Use Project Mappings

Introduction

A Project Mapping allows processing configuration to be specified on a per-project basis.  This configuration ranges from basic attributes such as issue type, to advanced features such as workflow control.

In order for a project mapping to be selected during email processing, it must have a valid Mapping Rule attached to it. A rule defines a condition that an email (or data derived from it) must pass, and is considered valid if its conditions are passed.

When you should use Project Mappings

JEMH Profiles can be used individually but, this doesn’t scale. You can save time/effort by using a Master Profile with many Projects supported, using common settings.

When associating an Incoming Mail Server with a JEMH Mail Handler, its perfectly fine to re-select a common Master Profile for processing configuration - unique profiles are not necessary and are an admin overhead!

Too Many Incoming Mail Servers / mailboxes?

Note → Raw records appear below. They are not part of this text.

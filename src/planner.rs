//! Configuration session: the state behind a "configure simulation" surface.
//!
//! Owns the scenario being edited and the trivial limit for the lifetime of
//! the surface, answers "can this start, and what will it cost", and hands a
//! frozen copy of the parameters to the session machine on activation.

use std::sync::Arc;

use crate::body::BodyCatalog;
use crate::complexity::{ComplexityModel, ComplexityResult};
use crate::config::SimConfig;
use crate::expr::Evaluator;
use crate::host::VesselProvider;
use crate::ledger::{is_metered, FacilityLevels, TrivialLimit};
use crate::scenario::ScenarioParameters;

/// What the surface shows before the user starts.
#[derive(Debug, Clone, PartialEq)]
pub struct Preview {
    /// Computed rate.
    pub complexity: ComplexityResult,
    /// Trivial limit in effect.
    pub trivial_limit: f64,
    /// Whether the session would consume budget.
    pub metered: bool,
    /// Budget for the full duration, 0 when unmetered. `None` when the rate
    /// is indeterminate.
    pub estimated_cost: Option<f64>,
    /// Flagged fields that matter for the chosen kind.
    pub invalid_fields: Vec<&'static str>,
    /// Whether a vessel with parts is selected.
    pub has_vessel: bool,
}

impl Preview {
    /// Returns true if activation would not be refused up front.
    #[must_use]
    pub fn can_start(&self) -> bool {
        self.has_vessel && self.invalid_fields.is_empty() && !self.complexity.is_indeterminate()
    }
}

/// Everything the session machine needs to start.
#[derive(Debug, Clone, PartialEq)]
pub struct ActivationRequest {
    /// Frozen parameters.
    pub params: ScenarioParameters,
    /// Trivial limit resolved for this configuration session.
    pub trivial_limit: f64,
}

/// One open configuration surface.
#[derive(Debug)]
pub struct ConfigSession {
    params: ScenarioParameters,
    facilities: FacilityLevels,
    trivial: TrivialLimit,
    config: Arc<SimConfig>,
    evaluator: Arc<Evaluator>,
    model: ComplexityModel,
}

impl ConfigSession {
    /// Opens a surface with default parameters.
    #[must_use]
    pub fn open(
        config: Arc<SimConfig>,
        evaluator: Arc<Evaluator>,
        bodies: Arc<BodyCatalog>,
        facilities: FacilityLevels,
    ) -> Self {
        let model = ComplexityModel::new(Arc::clone(&config), Arc::clone(&evaluator), bodies);
        Self {
            params: ScenarioParameters::new(config.calendar),
            facilities,
            trivial: TrivialLimit::new(),
            config,
            evaluator,
            model,
        }
    }

    /// Parameters being edited.
    #[must_use]
    pub const fn params(&self) -> &ScenarioParameters {
        &self.params
    }

    /// Mutable access for the surface's setters.
    pub fn params_mut(&mut self) -> &mut ScenarioParameters {
        &mut self.params
    }

    /// Trivial limit, evaluated on first use and cached for this surface.
    pub fn trivial_limit(&mut self) -> f64 {
        self.trivial
            .resolve(&self.evaluator, &self.config.formulas.trivial_limit, &self.facilities)
    }

    /// Computes the current rate and derived figures.
    pub fn preview(&mut self, vessels: &dyn VesselProvider, now_ut: f64) -> Preview {
        let trivial_limit = self.trivial_limit();
        let complexity = self.model.compute(&self.params, vessels, now_ut);
        let metered = is_metered(complexity.rate(), trivial_limit);
        let estimated_cost = if complexity.is_indeterminate() {
            None
        } else if metered {
            Some(complexity.rate() * self.params.duration())
        } else {
            Some(0.0)
        };
        Preview {
            complexity,
            trivial_limit,
            metered,
            estimated_cost,
            invalid_fields: self.params.invalid_fields(),
            has_vessel: self.params.vessel().is_some_and(|v| !v.is_empty()),
        }
    }

    /// Freezes the parameters for activation.
    pub fn activation_request(&mut self) -> ActivationRequest {
        ActivationRequest {
            trivial_limit: self.trivial_limit(),
            params: self.params.clone(),
        }
    }
}

#[cfg(test)]
mod tests {
    use super::*;
    use crate::formula::Formula;
    use crate::scenario::{SimulationKind, VesselHandle};

    struct Priced;

    impl VesselProvider for Priced {
        fn mass(&self, _: &VesselHandle) -> Option<f64> {
            Some(5.0)
        }

        fn cost(&self, _: &VesselHandle) -> Option<f64> {
            Some(1000.0)
        }
    }

    fn open(default_formula: &str, trivial: &str) -> ConfigSession {
        let mut config = SimConfig::default();
        config.formulas.complexity_default = Formula::new(default_formula);
        config.formulas.trivial_limit = Formula::new(trivial);
        ConfigSession::open(
            Arc::new(config),
            Arc::new(Evaluator::new()),
            Arc::new(BodyCatalog::stock()),
            FacilityLevels::uniform(1.0),
        )
    }

    #[test]
    fn no_vessel_cannot_start() {
        let mut session = open("10", "5");
        let preview = session.preview(&Priced, 0.0);
        assert!(!preview.has_vessel);
        assert!(!preview.can_start());
        assert_eq!(preview.estimated_cost, None);
    }

    #[test]
    fn metered_preview_estimates_cost() {
        let mut session = open("m * 2", "5");
        session.params_mut().set_vessel(Some(VesselHandle::new("ship", 3)));
        session.params_mut().set_duration(60.0);
        let preview = session.preview(&Priced, 0.0);
        assert!(preview.can_start());
        assert!(preview.metered);
        assert_eq!(preview.estimated_cost, Some(600.0));
    }

    #[test]
    fn trivial_session_is_free() {
        let mut session = open("m", "VAB * 10");
        session.params_mut().set_vessel(Some(VesselHandle::new("ship", 3)));
        let preview = session.preview(&Priced, 0.0);
        assert_eq!(preview.trivial_limit, 10.0);
        assert!(!preview.metered);
        assert_eq!(preview.estimated_cost, Some(0.0));
    }

    #[test]
    fn invalid_fields_block_start() {
        let mut session = open("10", "0");
        session.params_mut().set_vessel(Some(VesselHandle::new("ship", 3)));
        session.params_mut().set_kind(SimulationKind::Landed);
        session.params_mut().set_latitude("north");
        let preview = session.preview(&Priced, 0.0);
        assert_eq!(preview.invalid_fields, vec!["latitude"]);
        assert!(!preview.can_start());
    }

    #[test]
    fn request_carries_cached_limit() {
        let mut session = open("10", "VAB + 1");
        let request = session.activation_request();
        assert_eq!(request.trivial_limit, 2.0);
        assert_eq!(request.params, *session.params());
    }
}
//! Formula configuration.
//!
//! Five named formulas drive the whole gate: one complexity formula per
//! simulation kind, the per-unit purchase price, and the trivial limit. The
//! variable names each formula may use are a stable external schema:
//!
//! | Formula | Variables |
//! |---------|-----------|
//! | `complexity_*` | `L M KM A S m C dT SMA PM T` |
//! | `purchase_cost` | `N R` |
//! | `trivial_limit` | `VAB SPH LP RW RD MC TS AC AD` |

use serde::{Deserialize, Serialize};

use crate::error::ValidationError;
use crate::expr::Evaluator;
use crate::formula::Formula;
use crate::scenario::SimulationKind;
use crate::time::Calendar;

/// Configured formulas, one per concern.
#[derive(Debug, Clone, PartialEq, Serialize, Deserialize)]
#[serde(default)]
pub struct FormulaSet {
    /// Complexity for [`SimulationKind::Default`] (and any unrecognized kind).
    pub complexity_default: Formula,
    /// Complexity for [`SimulationKind::Orbital`].
    pub complexity_orbital: Formula,
    /// Complexity for [`SimulationKind::Landed`].
    pub complexity_landed: Formula,
    /// Price of one budget unit.
    pub purchase_cost: Formula,
    /// Complexity below which sessions are not metered.
    pub trivial_limit: Formula,
}

impl Default for FormulaSet {
    fn default() -> Self {
        Self {
            complexity_default: Formula::new("10"),
            complexity_orbital: Formula::new("10"),
            complexity_landed: Formula::new("10"),
            purchase_cost: Formula::new("100"),
            trivial_limit: Formula::new("10"),
        }
    }
}

impl FormulaSet {
    /// Complexity formula for a kind.
    #[must_use]
    pub const fn complexity_for(&self, kind: SimulationKind) -> &Formula {
        match kind {
            SimulationKind::Orbital => &self.complexity_orbital,
            SimulationKind::Landed => &self.complexity_landed,
            SimulationKind::Default => &self.complexity_default,
        }
    }

    /// Named view over all formulas, for validation and diagnostics.
    #[must_use]
    pub fn named(&self) -> [(&'static str, &Formula); 5] {
        [
            ("complexity_default", &self.complexity_default),
            ("complexity_orbital", &self.complexity_orbital),
            ("complexity_landed", &self.complexity_landed),
            ("purchase_cost", &self.purchase_cost),
            ("trivial_limit", &self.trivial_limit),
        ]
    }
}

/// Complete configuration.
#[derive(Debug, Clone, Default, PartialEq, Serialize, Deserialize)]
#[serde(default)]
pub struct SimConfig {
    /// Formulas.
    pub formulas: FormulaSet,
    /// Calendar for time strings.
    pub calendar: Calendar,
}

impl SimConfig {
    /// Parses configuration JSON. Missing fields take their defaults.
    pub fn from_json(json: &str) -> Result<Self, ValidationError> {
        serde_json::from_str(json).map_err(|e| ValidationError::InvalidConfig {
            reason: e.to_string(),
        })
    }

    /// Parses configuration JSON, falling back to defaults on any error.
    #[must_use]
    pub fn from_json_or_default(json: &str) -> Self {
        match Self::from_json(json) {
            Ok(config) => config,
            Err(e) => {
                tracing::warn!(error = %e, "Failed to parse simulation config; using defaults");
                Self::default()
            }
        }
    }

    /// Serializes configuration to pretty JSON.
    pub fn to_json(&self) -> Result<String, ValidationError> {
        serde_json::to_string_pretty(self).map_err(|e| ValidationError::InvalidConfig {
            reason: e.to_string(),
        })
    }

    /// Checks that every formula parses and the calendar is usable.
    ///
    /// Parses go through `evaluator`, so a validated config is also warm in
    /// its cache.
    pub fn validate(&self, evaluator: &Evaluator) -> Result<(), ValidationError> {
        for (name, formula) in self.formulas.named() {
            evaluator
                .compile(formula)
                .map_err(|source| ValidationError::InvalidFormula { name, source })?;
        }

        let cal = self.calendar;
        if !(cal.day_seconds.is_finite() && cal.day_seconds > 0.0) {
            return Err(ValidationError::InvalidConfig {
                reason: "calendar.day_seconds must be > 0".to_string(),
            });
        }
        if !(cal.year_seconds.is_finite() && cal.year_seconds >= cal.day_seconds) {
            return Err(ValidationError::InvalidConfig {
                reason: "calendar.year_seconds must be >= day_seconds".to_string(),
            });
        }
        Ok(())
    }
}

#[cfg(test)]
mod tests {
    use super::*;

    #[test]
    fn defaults_are_valid() {
        let config = SimConfig::default();
        config.validate(&Evaluator::new()).unwrap();
        assert_eq!(config.formulas.purchase_cost.text(), "100");
        assert_eq!(config.formulas.complexity_default.text(), "10");
    }

    #[test]
    fn partial_json_keeps_defaults() {
        let config = SimConfig::from_json(
            r#"{ "formulas": { "complexity_orbital": "L * M / KM" } }"#,
        )
        .unwrap();
        assert_eq!(config.formulas.complexity_orbital.text(), "L * M / KM");
        assert_eq!(config.formulas.complexity_landed.text(), "10");
        assert_eq!(config.calendar, Calendar::default());
    }

    #[test]
    fn malformed_json_falls_back() {
        let config = SimConfig::from_json_or_default("{ not json");
        assert_eq!(config, SimConfig::default());
        assert!(SimConfig::from_json("{ not json").is_err());
    }

    #[test]
    fn validate_names_the_broken_formula() {
        let mut config = SimConfig::default();
        config.formulas.trivial_limit = Formula::new("VAB +");
        let err = config.validate(&Evaluator::new()).unwrap_err();
        assert!(matches!(
            err,
            ValidationError::InvalidFormula { name: "trivial_limit", .. }
        ));
    }

    #[test]
    fn validate_checks_calendar() {
        let mut config = SimConfig::default();
        config.calendar.day_seconds = 0.0;
        assert!(config.validate(&Evaluator::new()).is_err());
    }

    #[test]
    fn kind_dispatch() {
        let formulas = FormulaSet {
            complexity_default: Formula::new("1"),
            complexity_orbital: Formula::new("2"),
            complexity_landed: Formula::new("3"),
            ..FormulaSet::default()
        };
        assert_eq!(formulas.complexity_for(SimulationKind::Default).text(), "1");
        assert_eq!(formulas.complexity_for(SimulationKind::Orbital).text(), "2");
        assert_eq!(formulas.complexity_for(SimulationKind::Landed).text(), "3");
    }

    #[test]
    fn json_round_trip_keeps_formula_text() {
        let config = SimConfig::default();
        let back = SimConfig::from_json(&config.to_json().unwrap()).unwrap();
        assert_eq!(back, config);
    }
}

Whilst Project Mappings reduce the need for many Profiles, if there are lots of Incoming Mail Servers, then there is still a performance issue (at retrieval time). Where mail comes from a common mail server, and where JEMH is consuming all mail from those mailboxes, consider setting up a Common mailbox for mail pickup (eg issues@blah.com), using Alias addresses for that mailbox such that alternate addresses (eg other@blah.com) are delivered for pickup from the common mailbox. Verify correct behaviour by adding the Alias address to your Profile > Email > Catchemail, and running a test case through, it should create in the Default Project Mapping (discussed later).

Some mailservers do not retain ‘alias’ addresses

If your mailserver does not retain the ‘alias’ address, we can’t help, you need to discuss with your mailserver admin on perhaps adding a Delivered-To header that contains such information, that JEMH can then find (which it does by default).

When separate profiles are needed

  • you have “a lot” of profiles that seem very similar to each other, with different mailbox addresses.

  • you want markedly different HTML formatting options, which are currently at the profile top-level

  • you want to do some script field processor and/or script rules that are applicable to one mailbox only (running script field proc and script rules unnecessarily is a CPU waste)-

Signs that a profile can be collapsed into a common one

  • you have one profile with a single 'default' Project Mapping, with no special Field Processors and pretty standard HTML options

For the above, you would have a Master Profile and:

  1. update catchemail addresses to include any that are 'new' from the imported profile

  2. add a new Project Mapping for that project, adding a Domain Rule to match the inbound mailbox address

Testing is simple, create a JEMH Test Case and set the to: address to be the mailbox address from the first profile, that was added to the master. Prove when running the Test Case against the master that the Rule matches, and the issue is created in the right Project, with correct issue types etc, and repeat.

Things to remember:

  • the master profile Default Mapping should be for a 'fallback' project, that is there to give you notice that no rules mapped. Resist the urge to make it the 'same' as a default, it will save you reporting problems about Rules not matching (and related issue params not applying), the outcome is always the same, that the rules don't match. It will be more obvious when this non-match creates issues in the fallback project.

  • body delimiter expressions are inherited, so put all your comment/reply-to clipping expressions in the Default
    Project Mapping, they do not need to be repeated in non-default Mappings.

  • your default project issue attributes are inherited, this can be awkward if you have a project with say a custom issue type scheme or priority scheme, which is not supported by subordinate projects.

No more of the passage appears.